Societal values, chance and choice affect whether someone chooses to marry, but a new study published in the Journal of Personality and Social Psychology (Vol. 86, No. 2), suggests that genes, too, may play a role, particularly as they influence personality characteristics.
Principal investigator Wendy Johnson, a fourth-year differential psychology graduate student at the University of Minnesota, Twin Cities, and her faculty colleagues there analyzed data from the Minnesota Twin Registry consisting primarily of twin pairs born in Minnesota between 1936 and 1955.
The 7,094 twins had completed the Multidimensional Personality Questionnaire via mailings in the 1980s and reported whether they had ever been married--a category that included common law marriages and long-term cohabitation. Only 10 percent of the participants reported never being married.
The researchers found that identical twins--twins who share 100 percent of their genetic makeup--reported the same marital status more than 88 percent of the time. Dizygotic twins, or twins that are no more genetically alike than two siblings, more often differed, with 82 percent sharing the same marital status.
Additionally, identical twins were more likely to share personality traits, some of which were found to be associated with marriage.
For example, men who were married scored higher in social potency--the ability to control and profit from social interaction--than did unmarried men. Women who married, however, scored higher on scores of traditionalism and social closeness, and lower on alienation.
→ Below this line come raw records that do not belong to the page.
mod data_dir;
mod panic_log;
mod startup_trace;

use std::{path::PathBuf, sync::Arc};

use spark_engine::{
    runtime, AppEvent, BrowsedModel, EventSink, RuntimeConfig, RuntimeStatus, Supervisor,
};
use spark_observability::{trace, Span};
use spark_storage::{
    ConversationMessage, ConversationRole, Device, Model, NetworkStat, NewPersonality,
    Personality, PersonalityUpdate, Setting, Store,
};
use tauri::{webview::PageLoadEvent, Emitter, Manager, State};

const DEFAULT_BROWSE_TASK: &str = "text-generation";
const DEFAULT_BROWSE_LIMIT: u32 = 20;

struct AppState {
    data_dir: PathBuf,
    store: Arc<Store>,
    supervisor: Supervisor,
    runtime: RuntimeStatus,
}

/// Forwards supervisor notifications to every webview.
struct TauriSink {
    app: tauri::AppHandle,
}

impl EventSink for TauriSink {
    fn emit(&self, event: AppEvent) {
        let _ = self.app.emit(event.channel(), event.payload());
    }
}

fn init_state(app: tauri::AppHandle) -> anyhow::Result<AppState> {
    let data_dir = data_dir::data_dir()?;
    let repo_root = data_dir::repo_root()?;
    let store = Arc::new(Store::open(&data_dir)?);
    let (python, runtime) = runtime::initialize_and_verify(&data_dir, &repo_root);
    let config = RuntimeConfig::from_env(&repo_root, python);
    let sink: Arc<dyn EventSink> = Arc::new(TauriSink { app });
    let supervisor = Supervisor::new(config, store.clone(), sink);
    Ok(AppState {
        data_dir,
        store,
        supervisor,
        runtime,
    })
}

fn cmd_span(
    data_dir: &std::path::Path,
    task_id: Option<&str>,
    step_id: &str,
    ctx: Option<serde_json::Value>,
) -> Span {
    Span::start(data_dir, task_id, "Cmd", step_id, ctx)
}

/// Closes `span` according to `res` and stringifies the error for the UI.
fn finish<T>(span: Span, code: &str, res: anyhow::Result<T>) -> Result<T, String> {
    match res {
        Ok(v) => {
            span.ok(None);
            Ok(v)
        }
        Err(e) => {
            span.err_anyhow("cmd", code, &e, None);
            Err(e.to_string())
        }
    }
}

fn local_timestamp() -> String {
    chrono::Local::now().format("%Y-%m-%d %H:%M:%S").to_string()
}

#[tauri::command]
fn runtime_status(state: State<'_, AppState>) -> Result<RuntimeStatus, String> {
    let span = cmd_span(&state.data_dir, None, "CMD.runtime_status", None);
    span.ok(Some(serde_json::json!({"ready": state.runtime.ready})));
    Ok(state.runtime.clone())
}

// Launch commands are async so the child is spawned on the tauri runtime.

#[tauri::command]
async fn start_host(state: State<'_, AppState>) -> Result<String, String> {
    let span = cmd_span(&state.data_dir, None, "CMD.start_host", None);
    finish(span, "E_CMD_START_HOST", state.supervisor.start_host().map(str::to_string))
}

#[tauri::command]
async fn start_client(state: State<'_, AppState>) -> Result<String, String> {
    let span = cmd_span(&state.data_dir, None, "CMD.start_client", None);
    finish(span, "E_CMD_START_CLIENT", state.supervisor.start_client().map(str::to_string))
}

#[tauri::command]
async fn start_voice(state: State<'_, AppState>) -> Result<String, String> {
    let span = cmd_span(&state.data_dir, None, "CMD.start_voice", None);
    finish(span, "E_CMD_START_VOICE", state.supervisor.start_voice().map(str::to_string))
}

#[tauri::command]
fn stop_voice(state: State<'_, AppState>) -> Result<String, String> {
    let span = cmd_span(&state.data_dir, None, "CMD.stop_voice", None);
    let ack = state.supervisor.stop_voice();
    span.ok(None);
    Ok(ack.to_string())
}

#[tauri::command]
async fn start_network_discovery(
    state: State<'_, AppState>,
    device_name: String,
    role: String,
    personality: Option<String>,
    model: Option<String>,
) -> Result<String, String> {
    let span = cmd_span(
        &state.data_dir,
        None,
        "CMD.start_network_discovery",
        Some(serde_json::json!({"device_name": device_name, "role": role})),
    );
    let ack = state.supervisor.start_network_discovery(
        &device_name,
        &role,
        personality.as_deref(),
        model.as_deref(),
    );
    span.ok(None);
    Ok(ack.to_string())
}

#[tauri::command]
fn stop_network_discovery(state: State<'_, AppState>) -> Result<String, String> {
    let span = cmd_span(&state.data_dir, None, "CMD.stop_network_discovery", None);
    let ack = state.supervisor.stop_network_discovery();
    span.ok(None);
    Ok(ack.to_string())
}

#[tauri::command]
async fn browse_models(
    state: State<'_, AppState>,
    task: Option<String>,
    limit: Option<u32>,
) -> Result<Vec<BrowsedModel>, String> {
    let task = task
        .filter(|t| !t.trim().is_empty())
        .unwrap_or_else(|| DEFAULT_BROWSE_TASK.to_string());
    let limit = limit.unwrap_or(DEFAULT_BROWSE_LIMIT);
    let span = cmd_span(
        &state.data_dir,
        None,
        "CMD.browse_models",
        Some(serde_json::json!({"task": task, "limit": limit})),
    );
    match state.supervisor.browse_models(&task, limit).await {
        Ok(models) => {
            span.ok(Some(serde_json::json!({"models": models.len()})));
            Ok(models)
        }
        Err(e) => {
            span.err("cmd", e.code(), &e.to_string(), None);
            Err(e.to_string())
        }
    }
}

#[tauri::command]
async fn download_model(state: State<'_, AppState>, model_id: String) -> Result<String, String> {
    let span = cmd_span(
        &state.data_dir,
        None,
        "CMD.download_model",
        Some(serde_json::json!({"model_id": model_id})),
    );
    let ack = state.supervisor.download_model(&model_id);
    span.ok(None);
    Ok(ack.to_string())
}

#[tauri::command]
fn get_local_models(state: State<'_, AppState>) -> Result<Vec<Model>, String> {
    let span = cmd_span(&state.data_dir, None, "CMD.get_local_models", None);
    finish(span, "E_CMD_GET_LOCAL_MODELS", state.store.get_models())
}

/// Returns the model that is active afterwards; `None` when `model_id` is
/// not in the registry.
#[tauri::command]
fn set_active_model(state: State<'_, AppState>, model_id: String) -> Result<Option<Model>, String> {
    let span = cmd_span(
        &state.data_dir,
        None,
        "CMD.set_active_model",
        Some(serde_json::json!({"model_id": model_id})),
    );
    let res = state
        .store
        .set_active_model(&model_id)
        .and_then(|_| state.store.get_active_model());
    finish(span, "E_CMD_SET_ACTIVE_MODEL", res)
}

#[tauri::command]
fn get_active_model(state: State<'_, AppState>) -> Result<Option<Model>, String> {
    let span = cmd_span(&state.data_dir, None, "CMD.get_active_model", None);
    finish(span, "E_CMD_GET_ACTIVE_MODEL", state.store.get_active_model())
}

#[tauri::command]
fn get_setting(state: State<'_, AppState>, key: String) -> Result<Option<String>, String> {
    let span = cmd_span(
        &state.data_dir,
        None,
        "CMD.get_setting",
        Some(serde_json::json!({"key": key})),
    );
    finish(span, "E_CMD_GET_SETTING", state.store.get_setting(&key))
}

#[tauri::command]
fn save_setting(state: State<'_, AppState>, key: String, value: String) -> Result<bool, String> {
    let span = cmd_span(
        &state.data_dir,
        None,
        "CMD.save_setting",
        Some(serde_json::json!({"key": key})),
    );
    finish(
        span,
        "E_CMD_SAVE_SETTING",
        state.store.save_setting(&key, &value).map(|()| true),
    )
}

#[tauri::command]
fn get_all_settings(state: State<'_, AppState>) -> Result<Vec<Setting>, String> {
    let span = cmd_span(&state.data_dir, None, "CMD.get_all_settings", None);
    finish(span, "E_CMD_GET_ALL_SETTINGS", state.store.get_all_settings())
}

#[tauri::command]
fn get_all_devices(state: State<'_, AppState>) -> Result<Vec<Device>, String> {
    let span = cmd_span(&state.data_dir, None, "CMD.get_all_devices", None);
    finish(span, "E_CMD_GET_ALL_DEVICES", state.store.get_all_devices())
}

#[tauri::command]
fn get_device(state: State<'_, AppState>, device_id: String) -> Result<Option<Device>, String> {
    let span = cmd_span(
        &state.data_dir,
        None,
        "CMD.get_device",
        Some(serde_json::json!({"device_id": device_id})),
    );
    finish(span, "E_CMD_GET_DEVICE", state.store.get_device(&device_id))
}

#[tauri::command]
fn save_personality(
    state: State<'_, AppState>,
    personality: NewPersonality,
) -> Result<i64, String> {
    let span = cmd_span(
        &state.data_dir,
        None,
        "CMD.save_personality",
        Some(serde_json::json!({"device_id": personality.device_id})),
    );
    finish(span, "E_CMD_SAVE_PERSONALITY", state.store.save_personality(&personality))
}

#[tauri::command]
fn get_personality(
    state: State<'_, AppState>,
    device_id: String,
) -> Result<Option<Personality>, String> {
    let span = cmd_span(
        &state.data_dir,
        None,
        "CMD.get_personality",
        Some(serde_json::json!({"device_id": device_id})),
    );
    finish(span, "E_CMD_GET_PERSONALITY", state.store.get_personality(&device_id))
}

#[tauri::command]
fn update_personality(
    state: State<'_, AppState>,
    id: i64,
    updates: PersonalityUpdate,
) -> Result<bool, String> {
    let span = cmd_span(
        &state.data_dir,
        None,
        "CMD.update_personality",
        Some(serde_json::json!({"id": id})),
    );
    finish(span, "E_CMD_UPDATE_PERSONALITY", state.store.update_personality(id, &updates))
}

#[tauri::command]
fn save_conversation(
    state: State<'_, AppState>,
    device_id: String,
    role: ConversationRole,
    content: String,
) -> Result<i64, String> {
    let span = cmd_span(
        &state.data_dir,
        None,
        "CMD.save_conversation",
        Some(serde_json::json!({"device_id": device_id, "role": role.as_str()})),
    );
    finish(
        span,
        "E_CMD_SAVE_CONVERSATION",
        state.store.save_conversation(&device_id, role, &content),
    )
}

#[tauri::command]
fn get_conversations(
    state: State<'_, AppState>,
    device_id: String,
    limit: Option<i64>,
) -> Result<Vec<ConversationMessage>, String> {
    let span = cmd_span(
        &state.data_dir,
        None,
        "CMD.get_conversations",
        Some(serde_json::json!({"device_id": device_id, "limit": limit})),
    );
    finish(
        span,
        "E_CMD_GET_CONVERSATIONS",
        state.store.get_conversations(&device_id, limit),
    )
}

#[tauri::command]
fn clear_conversations(state: State<'_, AppState>, device_id: String) -> Result<usize, String> {
    let span = cmd_span(
        &state.data_dir,
        None,
        "CMD.clear_conversations",
        Some(serde_json::json!({"device_id": device_id})),
    );
    finish(span, "E_CMD_CLEAR_CONVERSATIONS", state.store.clear_conversations(&device_id))
}

#[tauri::command]
fn save_network_stat(
    state: State<'_, AppState>,
    device_id: String,
    metric_name: String,
    metric_value: f64,
) -> Result<i64, String> {
    let span = cmd_span(
        &state.data_dir,
        None,
        "CMD.save_network_stat",
        Some(serde_json::json!({"device_id": device_id, "metric_name": metric_name})),
    );
    finish(
        span,
        "E_CMD_SAVE_NETWORK_STAT",
        state
            .store
            .save_network_stat(&device_id, &metric_name, metric_value),
    )
}

#[tauri::command]
fn get_network_stats(
    state: State<'_, AppState>,
    device_id: String,
    metric_name: String,
    limit: Option<i64>,
) -> Result<Vec<NetworkStat>, String> {
    let span = cmd_span(
        &state.data_dir,
        None,
        "CMD.get_network_stats",
        Some(serde_json::json!({"device_id": device_id, "metric_name": metric_name})),
    );
    finish(
        span,
        "E_CMD_GET_NETWORK_STATS",
        state.store.get_network_stats(&device_id, &metric_name, limit),
    )
}

/// Teardown runs from the exit event, not here.
#[tauri::command]
fn close_app(app: tauri::AppHandle, state: State<'_, AppState>) -> Result<(), String> {
    let span = cmd_span(&state.data_dir, None, "CMD.close_app", None);
    span.ok(None);
    app.exit(0);
    Ok(())
}

fn shutdown(app: &tauri::AppHandle) {
    let Some(state) = app.try_state::<AppState>() else {
        return;
    };
    let signalled = state.supervisor.shutdown();
    let closed = state.store.close();
    trace::event(
        &state.data_dir,
        None,
        "App",
        "APP.exit",
        if closed.is_ok() { "ok" } else { "err" },
        Some(serde_json::json!({
            "signalled": signalled,
            "store_close_error": closed.err().map(|e| format!("{e:#}")),
        })),
    );
}

#[cfg_attr(mobile, tauri::mobile_entry_point)]
pub fn run() {
    startup_trace::mark_best_effort("run_enter");
    panic_log::install_best_effort();
    startup_trace::mark_best_effort("panic_hook_installed");
    let ctx = tauri::generate_context!();
    startup_trace::mark_best_effort("context_generated");
    let app = tauri::Builder::default()
        .plugin(tauri_plugin_single_instance::init(|app, _argv, _cwd| {
            if let Some(w) = app.get_webview_window("main") {
                let _ = w.unminimize();
                let _ = w.set_focus();
            }
        }))
        .setup(|app| {
            startup_trace::mark_best_effort("setup_enter");
            let state = init_state(app.handle().clone())?;
            app.manage(state);
            startup_trace::mark_best_effort("setup_exit");
            Ok(())
        })
        .on_page_load(|webview, payload| {
            if webview.label() == "main" && matches!(payload.event(), PageLoadEvent::Finished) {
                let msg = AppEvent::MainProcessMessage(local_timestamp());
                let _ = webview.emit(msg.channel(), msg.payload());
            }
        })
        .invoke_handler(tauri::generate_handler![
            runtime_status,
            start_host,
            start_client,
            start_voice,
            stop_voice,
            start_network_discovery,
            stop_network_discovery,
            browse_models,
            download_model,
            get_local_models,
            set_active_model,
            get_active_model,
            get_setting,
            save_setting,
            get_all_settings,
            get_all_devices,
            get_device,
            save_personality,
            get_personality,
            update_personality,
            save_conversation,
            get_conversations,
            clear_conversations,
            save_network_stat,
            get_network_stats,
            close_app
        ])
        .build(ctx)
        .expect("error while building tauri application");

    app.run(|handle, event| {
        if let tauri::RunEvent::Exit = event {
            shutdown(handle);
        }
    });
}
The findings suggests that previous studies that correlate being married with positive life outcomes, such as longevity and well-being, might have overlooked genetic influences on marriage and personality. In other words, perhaps those with socially adaptive personalities live longer, and they just happen to get married along the way.
"There might be some tendency for people who are doing better [in life] anyway to be more likely to marry," says Johnson. This may be especially true in American culture, in which marriage is encouraged and even expected, she notes.
Johnson hopes to replicate this study in a country such as Sweden, where marriage is not as normative as it is in the United States. With social pressure lessened, she says, genetic and personality influences on the choice to marry may have an even stronger effect.